[Exercise prompt]: In the entries that follow, find the line containing "pub enum InsightError", then output exactly every line from the first through that one.

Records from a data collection
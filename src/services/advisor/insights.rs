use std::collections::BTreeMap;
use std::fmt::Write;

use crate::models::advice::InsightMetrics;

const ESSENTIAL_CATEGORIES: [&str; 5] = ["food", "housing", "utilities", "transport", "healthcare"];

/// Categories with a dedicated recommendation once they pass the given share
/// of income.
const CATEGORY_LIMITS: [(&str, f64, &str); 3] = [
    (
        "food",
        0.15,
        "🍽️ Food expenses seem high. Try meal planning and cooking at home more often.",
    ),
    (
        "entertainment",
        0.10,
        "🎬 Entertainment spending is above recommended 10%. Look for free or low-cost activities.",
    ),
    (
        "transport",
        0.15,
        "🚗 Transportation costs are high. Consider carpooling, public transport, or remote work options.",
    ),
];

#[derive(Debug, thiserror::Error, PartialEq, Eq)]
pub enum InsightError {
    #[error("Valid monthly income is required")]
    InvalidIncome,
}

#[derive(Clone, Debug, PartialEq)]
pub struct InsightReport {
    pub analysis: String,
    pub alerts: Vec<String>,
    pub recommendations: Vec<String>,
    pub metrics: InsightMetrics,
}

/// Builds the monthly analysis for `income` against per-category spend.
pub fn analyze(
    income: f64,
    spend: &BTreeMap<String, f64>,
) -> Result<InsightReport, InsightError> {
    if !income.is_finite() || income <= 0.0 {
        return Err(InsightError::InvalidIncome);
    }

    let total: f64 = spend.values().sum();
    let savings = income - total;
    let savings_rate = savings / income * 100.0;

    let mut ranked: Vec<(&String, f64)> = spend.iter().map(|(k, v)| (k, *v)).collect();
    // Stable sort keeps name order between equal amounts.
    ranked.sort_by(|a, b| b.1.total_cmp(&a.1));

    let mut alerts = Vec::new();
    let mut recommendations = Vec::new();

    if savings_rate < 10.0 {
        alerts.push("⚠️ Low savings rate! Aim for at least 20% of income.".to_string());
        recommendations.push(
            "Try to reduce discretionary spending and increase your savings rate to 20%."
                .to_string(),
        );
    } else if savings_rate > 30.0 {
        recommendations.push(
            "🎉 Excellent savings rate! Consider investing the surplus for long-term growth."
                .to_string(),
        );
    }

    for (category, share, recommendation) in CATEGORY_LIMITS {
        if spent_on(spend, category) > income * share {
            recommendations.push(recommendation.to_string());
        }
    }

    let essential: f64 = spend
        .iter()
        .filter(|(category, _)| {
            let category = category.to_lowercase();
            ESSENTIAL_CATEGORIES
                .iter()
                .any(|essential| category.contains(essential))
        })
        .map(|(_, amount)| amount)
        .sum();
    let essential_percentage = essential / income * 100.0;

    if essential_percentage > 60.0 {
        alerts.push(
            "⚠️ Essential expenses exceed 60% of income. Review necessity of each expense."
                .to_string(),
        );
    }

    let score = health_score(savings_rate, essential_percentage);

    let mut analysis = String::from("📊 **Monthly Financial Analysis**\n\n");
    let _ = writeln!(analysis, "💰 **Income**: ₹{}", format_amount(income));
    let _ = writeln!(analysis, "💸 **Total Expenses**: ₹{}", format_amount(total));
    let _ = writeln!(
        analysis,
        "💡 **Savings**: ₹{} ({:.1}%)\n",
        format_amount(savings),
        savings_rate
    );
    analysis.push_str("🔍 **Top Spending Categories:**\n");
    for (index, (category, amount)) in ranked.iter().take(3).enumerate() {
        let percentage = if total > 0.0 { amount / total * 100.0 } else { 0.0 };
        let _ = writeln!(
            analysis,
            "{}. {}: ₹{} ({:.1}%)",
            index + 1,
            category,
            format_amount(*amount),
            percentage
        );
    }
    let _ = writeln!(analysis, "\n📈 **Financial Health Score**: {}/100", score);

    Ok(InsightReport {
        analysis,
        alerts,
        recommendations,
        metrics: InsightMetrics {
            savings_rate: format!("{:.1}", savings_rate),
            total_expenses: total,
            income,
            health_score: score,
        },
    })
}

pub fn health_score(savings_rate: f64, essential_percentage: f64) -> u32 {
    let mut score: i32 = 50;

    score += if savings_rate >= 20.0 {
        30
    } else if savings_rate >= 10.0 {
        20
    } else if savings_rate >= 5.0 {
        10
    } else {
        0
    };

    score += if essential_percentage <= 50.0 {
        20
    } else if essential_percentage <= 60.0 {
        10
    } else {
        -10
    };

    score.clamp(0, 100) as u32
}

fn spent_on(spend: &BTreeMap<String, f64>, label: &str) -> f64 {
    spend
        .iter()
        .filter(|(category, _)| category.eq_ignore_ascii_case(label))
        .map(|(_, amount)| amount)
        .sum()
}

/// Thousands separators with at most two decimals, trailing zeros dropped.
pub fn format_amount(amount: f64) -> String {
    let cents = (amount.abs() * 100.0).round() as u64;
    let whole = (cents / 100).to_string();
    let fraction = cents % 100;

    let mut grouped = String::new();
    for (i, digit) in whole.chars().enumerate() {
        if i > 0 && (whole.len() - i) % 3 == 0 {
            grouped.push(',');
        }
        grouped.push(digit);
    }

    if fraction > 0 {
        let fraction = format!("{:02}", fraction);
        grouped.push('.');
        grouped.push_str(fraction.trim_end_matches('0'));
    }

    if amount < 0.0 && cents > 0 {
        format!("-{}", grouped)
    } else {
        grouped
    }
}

[Response to this task]:
filename src/services/advisor/insights.rs
use std::collections::BTreeMap;
use std::fmt::Write;

use crate::models::advice::InsightMetrics;

const ESSENTIAL_CATEGORIES: [&str; 5] = ["food", "housing", "utilities", "transport", "healthcare"];

/// Categories with a dedicated recommendation once they pass the given share
/// of income.
const CATEGORY_LIMITS: [(&str, f64, &str); 3] = [
    (
        "food",
        0.15,
        "🍽️ Food expenses seem high. Try meal planning and cooking at home more often.",
    ),
    (
        "entertainment",
        0.10,
        "🎬 Entertainment spending is above recommended 10%. Look for free or low-cost activities.",
    ),
    (
        "transport",
        0.15,
        "🚗 Transportation costs are high. Consider carpooling, public transport, or remote work options.",
    ),
];

#[derive(Debug, thiserror::Error, PartialEq, Eq)]
pub enum InsightError {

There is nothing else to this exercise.